日期:2020-01-19 阅读:3275

Mini-Seminar I: Topological transition in graphene-like photonic crystals

Speaker: Fei Gao, Zhejiang University

Time: 10:00 – 10:20 am, Jan. 19, 2020

Abstract: Graphene-like photonic crystals are arrayed electromagnetic honeycomb lattice. By introducing photonic spin-orbital coupling and inversion-symmetry breaking respectively, two analogues have been realized respectively as photonic quantum spin Hall (QSH) and quantum valley Hall (QVH) systems. These two photonic analogues can respectively support topological helical or chiral waveguiding modes on their edges. Spin-orbital coupling and inversion-symmetry breaking can compete each other while they are introduced into a single graphene-like photonic crystals. This competition enables us to observe a topological transition between photonic QSH and QVH, which is hardly to realize in condensed-matter systems. In addition, we also realize spin-locked valley splitting in the bulk of designed graphene-like photonic crystals.

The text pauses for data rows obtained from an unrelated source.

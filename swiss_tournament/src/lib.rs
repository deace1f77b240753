//! # Swiss Tournament
//!
//! A Swiss-system tournament engine: it ranks competitors, resolves ties,
//! assigns byes fairly and pairs successive rounds, with any number of
//! tournaments kept apart in one store.
//!
//! ## Core Modules
//!
//! - [`tournament`]: models, standings, bye allocation, pairing and the
//!   [`TournamentManager`] exposing every operation
//! - [`db`]: the store abstraction, with PostgreSQL and in-memory stores
//! - [`security`]: sanitization of player names
//!
//! ## Example
//!
//! ```
//! use std::sync::Arc;
//! use swiss_tournament::{MemoryTournamentStore, TournamentManager};
//!
//! # #[tokio::main]
//! # async fn main() -> Result<(), swiss_tournament::TournamentError> {
//! let manager = TournamentManager::new(Arc::new(MemoryTournamentStore::new()));
//! let tournament = manager.create_tournament().await?;
//! manager.register_player("Ramza", Some(tournament)).await?;
//! assert_eq!(manager.count_active_players(Some(tournament)).await?, 1);
//! # Ok(())
//! # }
//! ```

/// Store abstraction, PostgreSQL pool and configuration.
pub mod db;
pub use db::{Database, DatabaseConfig, MemoryTournamentStore, PgTournamentStore};

/// Input sanitization.
pub mod security;

/// Tournament logic and models.
pub mod tournament;
pub use tournament::{
    ByePolicy, EngineConfig, Pairing, PlayerId, Standing, TournamentError, TournamentId,
    TournamentManager, TournamentResult,
};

Mini-Seminar II: Topological phases of quantized light

Speaker: Da-Wei Wang, Zhejiang University

Time: 10:20 – 10:40 am, Jan. 19, 2020

Abstract: Topological photonics is an emerging research area that focuses on the topological states of classical light. Here we reveal the topological phases that are intrinsic to the particle nature of light, i.e., solely related to the quantized Fock states and the inhomogeneous coupling between them. The Hamiltonian of two cavities coupled with a two-level atom is an intrinsic one-dimensional Su-Schriefer-Heeger model of Fock states. By adding another cavity, the Fock-state lattice is extended to two dimensions with a honeycomb structure, where the strain due to the inhomogeneity of the coupling strengths induces a Lifshitz topological phase transition between a semimetal and three band insulators within the lattice. In the semimetallic phase, the strain is equivalent to a pseudomagnetic field, which results in the quantization of the Landau levels and the valley Hall effect. We further construct a Haldane model where the topological phases can be characterized by the topological markers. This study demonstrates a fundamental distinction between the topological phases of bosons and fermions and provides a novel platform for studying topological physics in dimensions higher than three.